_PROBLEM TO SOLVE_. In the records, find every line with the word "sleep" and copy it out.
Segment Start: RECORDS TO USE
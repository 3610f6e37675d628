//! Handle to one spawned input computation.

use core::fmt;
use core::future::Future;
use core::pin::Pin;
use core::task::{Context, Poll};

use std::sync::Arc;

use tokio::task::{AbortHandle, JoinHandle};

use super::combined::Cancelled;
use crate::or::Or;
use crate::types::Fault;

/// Converts an unexpected fault into the domain failure type.
pub(crate) type Converter<B> = Arc<dyn Fn(Fault) -> B + Send + Sync + 'static>;

/// A running input computation that will report an [`Or`].
///
/// Created by [`FutureFactory`](super::FutureFactory). The computation starts as soon
/// as it is created; awaiting the `OrFuture` waits for its report. A panic inside the
/// computation is handed to the factory's converter and reported as `Bad`, so the
/// output is always a domain value unless the computation was cancelled.
///
/// Dropping an unfinished `OrFuture` cancels its computation.
///
/// # Cancel Safety
///
/// Cancellation is cooperative: an aborted computation stops at its next `.await`
/// point. A computation that already completed is unaffected.
#[must_use = "dropping an OrFuture cancels its computation"]
pub struct OrFuture<G, B> {
    handle: JoinHandle<Or<G, B>>,
    converter: Converter<B>,
}

impl<G, B> OrFuture<G, B> {
    pub(crate) fn new(handle: JoinHandle<Or<G, B>>, converter: Converter<B>) -> Self {
        Self { handle, converter }
    }

    /// Requests cancellation of the computation.
    #[inline]
    pub fn cancel(&self) {
        self.handle.abort();
    }

    /// Returns `true` once the computation has reported or was cancelled.
    #[must_use]
    #[inline]
    pub fn is_finished(&self) -> bool {
        self.handle.is_finished()
    }

    /// A handle that cancels this computation without owning it.
    #[inline]
    pub fn abort_handle(&self) -> AbortHandle {
        self.handle.abort_handle()
    }
}

impl<G, B> Future for OrFuture<G, B> {
    type Output = Result<Or<G, B>, Cancelled>;

    fn poll(self: Pin<&mut Self>, cx: &mut Context<'_>) -> Poll<Self::Output> {
        let this = self.get_mut();

        match Pin::new(&mut this.handle).poll(cx) {
            Poll::Pending => Poll::Pending,
            Poll::Ready(Ok(or)) => Poll::Ready(Ok(or)),
            Poll::Ready(Err(error)) if error.is_cancelled() => Poll::Ready(Err(Cancelled)),
            Poll::Ready(Err(error)) => {
                let fault = Fault::from_panic(error.into_panic());
                trace_event!(debug, fault = %fault, "input panicked; converting fault to failure");
                Poll::Ready(Ok(Or::Bad((this.converter)(fault))))
            },
        }
    }
}

impl<G, B> Drop for OrFuture<G, B> {
    fn drop(&mut self) {
        self.handle.abort();
    }
}

impl<G, B> fmt::Debug for OrFuture<G, B> {
    fn fmt(&self, f: &mut fmt::Formatter<'_>) -> fmt::Result {
        f.debug_struct("OrFuture")
            .field("finished", &self.handle.is_finished())
            .finish_non_exhaustive()
    }
}
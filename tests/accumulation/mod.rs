mod iter;
mod tuple;
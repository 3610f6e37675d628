//! Fixed slots holding the reports of running inputs.
//!
//! Each slot is written at most once, by polling its own input. A combination is
//! ready when every slot is filled; until then the partial results stay private to
//! the slots.

use core::future::Future;
use core::pin::Pin;
use core::task::{Context, Poll};

use tokio::task::AbortHandle;

use super::combined::Cancelled;
use super::or_future::OrFuture;
use crate::accumulation::{combined, Accumulate};
use crate::or::Or;
use crate::types::alloc_type::Vec;
use crate::types::{Every, One};

/// Storage for the report of one input.
#[derive(Debug)]
pub struct Slot<G, B> {
    input: OrFuture<G, B>,
    report: Option<Or<G, B>>,
}

impl<G, B> Slot<G, B> {
    pub(crate) fn new(input: OrFuture<G, B>) -> Self {
        Self { input, report: None }
    }

    fn poll_fill(&mut self, cx: &mut Context<'_>) -> Poll<Result<(), Cancelled>> {
        if self.report.is_some() {
            return Poll::Ready(Ok(()));
        }
        match Pin::new(&mut self.input).poll(cx) {
            Poll::Pending => Poll::Pending,
            Poll::Ready(Ok(report)) => {
                self.report = Some(report);
                Poll::Ready(Ok(()))
            },
            Poll::Ready(Err(cancelled)) => Poll::Ready(Err(cancelled)),
        }
    }

    fn take(&mut self) -> Or<G, One<B>> {
        self.report
            .take()
            .expect("slot settled before its input reported; this is a bug")
            .accumulating()
    }
}

/// A fixed set of slots that settle together.
///
/// Implemented for tuples of 2 to 22 [`Slot`]s sharing a failure type, and for
/// `Vec<Slot<G, B>>`.
pub trait Slots {
    /// Good values of all slots, in argument order.
    type Goods;
    /// Element type of the combined failures.
    type Failure;

    /// Polls every unfilled slot. Ready once all are filled, or as soon as one input
    /// turns out to be cancelled.
    fn poll_fill(&mut self, cx: &mut Context<'_>) -> Poll<Result<(), Cancelled>>;

    /// Combines the filled slots. Only valid after `poll_fill` returned `Ready(Ok(()))`.
    fn settle(&mut self) -> Or<Self::Goods, Every<Self::Failure>>;

    fn abort_handles(&self) -> Vec<AbortHandle>;
}

macro_rules! impl_slots {
    ($(($G:ident, $s:ident)),+ $(,)?) => {
        impl<B, $($G),+> Slots for ($(Slot<$G, B>,)+) {
            type Goods = ($($G,)+);
            type Failure = B;

            fn poll_fill(&mut self, cx: &mut Context<'_>) -> Poll<Result<(), Cancelled>> {
                let ($($s,)+) = self;
                let mut filled = true;
                $(
                    match $s.poll_fill(cx) {
                        Poll::Ready(Ok(())) => {},
                        Poll::Ready(Err(cancelled)) => return Poll::Ready(Err(cancelled)),
                        Poll::Pending => filled = false,
                    }
                )+
                if filled {
                    Poll::Ready(Ok(()))
                } else {
                    Poll::Pending
                }
            }

            fn settle(&mut self) -> Or<Self::Goods, Every<B>> {
                let ($($s,)+) = self;
                ($($s.take(),)+).accumulate()
            }

            fn abort_handles(&self) -> Vec<AbortHandle> {
                let ($($s,)+) = self;
                let mut handles = Vec::new();
                $(handles.push($s.input.abort_handle());)+
                handles
            }
        }
    };
}

impl_slots!((G1, s1), (G2, s2));
impl_slots!((G1, s1), (G2, s2), (G3, s3));
impl_slots!((G1, s1), (G2, s2), (G3, s3), (G4, s4));
impl_slots!((G1, s1), (G2, s2), (G3, s3), (G4, s4), (G5, s5));
impl_slots!((G1, s1), (G2, s2), (G3, s3), (G4, s4), (G5, s5), (G6, s6));
impl_slots!((G1, s1), (G2, s2), (G3, s3), (G4, s4), (G5, s5), (G6, s6), (G7, s7));
impl_slots!((G1, s1), (G2, s2), (G3, s3), (G4, s4), (G5, s5), (G6, s6), (G7, s7), (G8, s8));
impl_slots!(
    (G1, s1), (G2, s2), (G3, s3), (G4, s4), (G5, s5), (G6, s6), (G7, s7), (G8, s8), (G9, s9),
);
impl_slots!(
    (G1, s1), (G2, s2), (G3, s3), (G4, s4), (G5, s5), (G6, s6), (G7, s7), (G8, s8), (G9, s9),
    (G10, s10),
);
impl_slots!(
    (G1, s1), (G2, s2), (G3, s3), (G4, s4), (G5, s5), (G6, s6), (G7, s7), (G8, s8), (G9, s9),
    (G10, s10), (G11, s11),
);
impl_slots!(
    (G1, s1), (G2, s2), (G3, s3), (G4, s4), (G5, s5), (G6, s6), (G7, s7), (G8, s8), (G9, s9),
    (G10, s10), (G11, s11), (G12, s12),
);
impl_slots!(
    (G1, s1), (G2, s2), (G3, s3), (G4, s4), (G5, s5), (G6, s6), (G7, s7), (G8, s8), (G9, s9),
    (G10, s10), (G11, s11), (G12, s12), (G13, s13),
);
impl_slots!(
    (G1, s1), (G2, s2), (G3, s3), (G4, s4), (G5, s5), (G6, s6), (G7, s7), (G8, s8), (G9, s9),
    (G10, s10), (G11, s11), (G12, s12), (G13, s13), (G14, s14),
);
impl_slots!(
    (G1, s1), (G2, s2), (G3, s3), (G4, s4), (G5, s5), (G6, s6), (G7, s7), (G8, s8), (G9, s9),
    (G10, s10), (G11, s11), (G12, s12), (G13, s13), (G14, s14), (G15, s15),
);
impl_slots!(
    (G1, s1), (G2, s2), (G3, s3), (G4, s4), (G5, s5), (G6, s6), (G7, s7), (G8, s8), (G9, s9),
    (G10, s10), (G11, s11), (G12, s12), (G13, s13), (G14, s14), (G15, s15), (G16, s16),
);
impl_slots!(
    (G1, s1), (G2, s2), (G3, s3), (G4, s4), (G5, s5), (G6, s6), (G7, s7), (G8, s8), (G9, s9),
    (G10, s10), (G11, s11), (G12, s12), (G13, s13), (G14, s14), (G15, s15), (G16, s16), (G17, s17),
);
impl_slots!(
    (G1, s1), (G2, s2), (G3, s3), (G4, s4), (G5, s5), (G6, s6), (G7, s7), (G8, s8), (G9, s9),
    (G10, s10), (G11, s11), (G12, s12), (G13, s13), (G14, s14), (G15, s15), (G16, s16), (G17, s17),
    (G18, s18),
);
impl_slots!(
    (G1, s1), (G2, s2), (G3, s3), (G4, s4), (G5, s5), (G6, s6), (G7, s7), (G8, s8), (G9, s9),
    (G10, s10), (G11, s11), (G12, s12), (G13, s13), (G14, s14), (G15, s15), (G16, s16), (G17, s17),
    (G18, s18), (G19, s19),
);
impl_slots!(
    (G1, s1), (G2, s2), (G3, s3), (G4, s4), (G5, s5), (G6, s6), (G7, s7), (G8, s8), (G9, s9),
    (G10, s10), (G11, s11), (G12, s12), (G13, s13), (G14, s14), (G15, s15), (G16, s16), (G17, s17),
    (G18, s18), (G19, s19), (G20, s20),
);
impl_slots!(
    (G1, s1), (G2, s2), (G3, s3), (G4, s4), (G5, s5), (G6, s6), (G7, s7), (G8, s8), (G9, s9),
    (G10, s10), (G11, s11), (G12, s12), (G13, s13), (G14, s14), (G15, s15), (G16, s16), (G17, s17),
    (G18, s18), (G19, s19), (G20, s20), (G21, s21),
);
impl_slots!(
    (G1, s1), (G2, s2), (G3, s3), (G4, s4), (G5, s5), (G6, s6), (G7, s7), (G8, s8), (G9, s9),
    (G10, s10), (G11, s11), (G12, s12), (G13, s13), (G14, s14), (G15, s15), (G16, s16), (G17, s17),
    (G18, s18), (G19, s19), (G20, s20), (G21, s21), (G22, s22),
);

impl<G, B> Slots for Vec<Slot<G, B>> {
    type Goods = Vec<G>;
    type Failure = B;

    fn poll_fill(&mut self, cx: &mut Context<'_>) -> Poll<Result<(), Cancelled>> {
        let mut filled = true;
        for slot in self.iter_mut() {
            match slot.poll_fill(cx) {
                Poll::Ready(Ok(())) => {},
                Poll::Ready(Err(cancelled)) => return Poll::Ready(Err(cancelled)),
                Poll::Pending => filled = false,
            }
        }
        if filled {
            Poll::Ready(Ok(()))
        } else {
            Poll::Pending
        }
    }

    fn settle(&mut self) -> Or<Vec<G>, Every<B>> {
        combined(self.iter_mut().map(Slot::take))
    }

    fn abort_handles(&self) -> Vec<AbortHandle> {
        self.iter().map(|slot| slot.input.abort_handle()).collect()
    }
}
//! Tests for cancelling a combination and its inputs.

use std::time::Duration;

use or_rail::prelude_async::*;
use tokio::sync::oneshot;
use tokio::time::{sleep, timeout};

/// An input that never finishes on its own; `alive` closes when its task is dropped.
fn hanging(factory: &FutureFactory<String>) -> (OrFuture<i32, String>, oneshot::Receiver<()>) {
    let (guard, alive) = oneshot::channel::<()>();
    let input = factory.future(move || async move {
        let _guard = guard;
        sleep(Duration::from_secs(3600)).await;
        Or::good(1)
    });
    (input, alive)
}

#[tokio::test]
async fn cancel_before_completion_aborts_inputs() {
    let factory = FutureFactory::of_fault_message();
    let (first, first_alive) = hanging(&factory);
    let (second, second_alive) = hanging(&factory);

    let both = (first, second).accumulate();
    assert!(both.cancel());
    assert_eq!(both.state(), CombineState::Cancelled);

    assert!(first_alive.await.is_err());
    assert!(second_alive.await.is_err());
    assert_eq!(both.await, Err(Cancelled));
}

#[tokio::test]
async fn second_cancel_changes_nothing() {
    let factory = FutureFactory::of_fault_message();
    let (input, _alive) = hanging(&factory);

    let all = combined([input]);
    let canceller = all.canceller();

    assert!(canceller.cancel());
    assert!(!canceller.cancel());
    assert_eq!(canceller.state(), CombineState::Cancelled);
}

#[tokio::test(flavor = "multi_thread", worker_threads = 2)]
async fn cancel_reaches_a_combination_awaited_elsewhere() {
    let factory = FutureFactory::of_fault_message();
    let (first, _first_alive) = hanging(&factory);
    let (second, _second_alive) = hanging(&factory);

    let both = (first, second).with_good(|(a, b)| a + b);
    let canceller = both.canceller();
    let waiter = tokio::spawn(both);

    sleep(Duration::from_millis(10)).await;
    assert!(canceller.cancel());

    let outcome = timeout(Duration::from_secs(5), waiter).await.unwrap().unwrap();
    assert_eq!(outcome, Err(Cancelled));
}

#[tokio::test]
async fn completed_inputs_are_unaffected_by_cancellation() {
    let factory = FutureFactory::of_fault_message();
    let (done_tx, done_rx) = oneshot::channel();
    let done = factory.future(move || async move {
        let _ = done_tx.send(5);
        Or::<i32, String>::good(5)
    });
    let (pending, _alive) = hanging(&factory);

    assert_eq!(done_rx.await, Ok(5));
    let both = (done, pending).accumulate();
    assert!(both.cancel());
    assert_eq!(both.await, Err(Cancelled));
}

#[tokio::test]
async fn an_externally_cancelled_input_cancels_the_combination() {
    let factory = FutureFactory::of_fault_message();
    let (input, _alive) = hanging(&factory);
    let fast = factory.future(|| async { Or::<i32, String>::good(2) });

    input.cancel();
    let both = (input, fast).accumulate();
    let canceller = both.canceller();

    assert_eq!(both.await, Err(Cancelled));
    assert_eq!(canceller.state(), CombineState::Cancelled);
}

#[tokio::test]
async fn dropping_an_unresolved_combination_aborts_inputs() {
    let factory = FutureFactory::of_fault_message();
    let (input, alive) = hanging(&factory);

    let all = combined([input]);
    let canceller = all.canceller();

    drop(all);
    assert_eq!(canceller.state(), CombineState::Cancelled);
    assert!(!canceller.cancel());
    assert!(alive.await.is_err());
}

#[tokio::test(flavor = "multi_thread", worker_threads = 2)]
async fn cancel_wakes_a_combination_waiting_on_blocking_inputs() {
    let factory = FutureFactory::of_fault_message();
    let (release, gate) = std::sync::mpsc::channel::<()>();
    let blocked = factory.blocking(move || {
        let _ = gate.recv_timeout(Duration::from_secs(10));
        Or::<i32, String>::good(1)
    });
    let fast = factory.future(|| async { Or::<i32, String>::good(2) });

    let both = (blocked, fast).accumulate();
    let canceller = both.canceller();
    let waiter = tokio::spawn(both);

    sleep(Duration::from_millis(50)).await;
    assert!(canceller.cancel());

    let outcome = timeout(Duration::from_millis(500), waiter).await;
    let _ = release.send(());
    assert_eq!(outcome.unwrap().unwrap(), Err(Cancelled));
}

#[tokio::test]
async fn dropping_an_input_aborts_its_task() {
    let factory = FutureFactory::of_fault_message();
    let (input, alive) = hanging(&factory);

    assert!(!input.is_finished());
    drop(input);
    assert!(alive.await.is_err());
}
Segment End: RECORDS TO USE
_RESULT OF THIS EXERCISE_.
use tokio::time::{sleep, timeout};
        sleep(Duration::from_secs(3600)).await;
    sleep(Duration::from_millis(10)).await;
    sleep(Duration::from_millis(50)).await;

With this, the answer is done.